= Unicast flood =

Treatment of unicast as broadcast

In computer networking, a unicast flood occurs when a switch receives a unicast frame and the switch does not know that the addressee is on any particular switch port. Since the switch has no information regarding which port, if any, the addressee might be reached through, it forwards the frame through all ports aside from the one through which the frame was received.

==Background==
Unicast refers to a one-to-one transmission from one node in a network to another. This diagram illustrates the unicast transmission of a frame from one network node to another:

When a switch receives a unicast frame with a destination address not in the switch’s forwarding table, the frame is treated like a broadcast frame and sent to all network segments to which it is attached except the one from which it received the frame:

==Causes==
The learning process of transparent bridging requires that the switch receive a frame from a device before unicast frames can be forwarded to it. Before any such transmission is received, unicast flooding is used to ensure transmissions reach their intended destinations. This is normally a short-lived condition as receipt typically produces a response that completes the learning process. The process occurs when a device is initially connected to a network segment, or after its address and port identifier is purged from the forwarding information base. An entry is purged when the link goes down on the original port or when it expires due to inactivity (five minutes is the default on many switches). A time limit is necessary because a switch does not necessarily see any indication when a network node is moved or disconnected.
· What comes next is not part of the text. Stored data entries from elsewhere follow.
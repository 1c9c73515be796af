//! Subcommand implementations.
//!
//! Each subcommand takes a [`CommandContext`] carrying the merged
//! configuration and the global CLI flags, and returns a process exit code.

pub mod apply;
pub mod graph;
pub mod output;
pub mod plan;
pub mod validate;

use std::path::PathBuf;

use crate::cli::Cli;
use crate::config::Config;
use crate::error::Result;
use crate::inputs::Inputs;
use crate::stack::Stack;
use crate::state::StateFile;

/// Shared context for command execution.
#[derive(Debug, Clone)]
pub struct CommandContext {
    /// Merged configuration.
    pub config: Config,
    /// Raw `-v key=value` assignments from the CLI.
    pub var_assignments: Vec<String>,
    /// State file path after applying the CLI override.
    pub state_path: PathBuf,
}

impl CommandContext {
    /// Builds a context from parsed CLI arguments and loaded configuration.
    pub fn new(cli: &Cli, config: Config) -> Self {
        let state_path = cli
            .state
            .clone()
            .unwrap_or_else(|| config.defaults.state_path.clone());
        Self {
            config,
            var_assignments: cli.vars.clone(),
            state_path,
        }
    }

    /// Resolves and validates the required inputs.
    pub fn inputs(&self) -> Result<Inputs> {
        Inputs::resolve(&self.var_assignments)
    }

    /// Builds and validates the built-in stack from the inputs.
    pub fn stack(&self) -> Result<Stack> {
        let inputs = self.inputs()?;
        let stack = Stack::web_service(&inputs);
        stack.validate()?;
        Ok(stack)
    }

    /// Loads the recorded state.
    pub fn load_state(&self) -> Result<StateFile> {
        StateFile::load(&self.state_path)
    }
}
When a bridge or switch has no room left in its forwarding information base and so cannot add an entry for a new node, it must forward any frame addressed to that node through all ports except the one on which the frame was received. This is a common problem on networks with many hosts. Less common is the artificial flooding of address tables in a MAC flooding attack.

Another common cause is a host with an ARP cache timeout longer than the timeout of the forwarding information base (FIB) in a switch—the switch forgets which port connects to the target before the host forgets the MAC address of the target. This can be prevented by configuring the switch with a FIB timeout longer than the ARP cache timeouts of nodes on its network. When a node needs to send a frame to a host after its corresponding ARP cache entry expires it must first send an ARP broadcast frame, which the switch must forward through all ports, to discover the (current) MAC address of the host.

Misconfigured features of the networks may lead to unicast flooding as well. If there are two layer-2 paths from Host A to B and Host A uses path 1 to talk to Host B, but Host B uses path 2 to respond to Host A, then intermediate switches on path 1 will never learn the destination MAC address of Host B and intermediate switches on path 2 will never learn the destination MAC address of Host A.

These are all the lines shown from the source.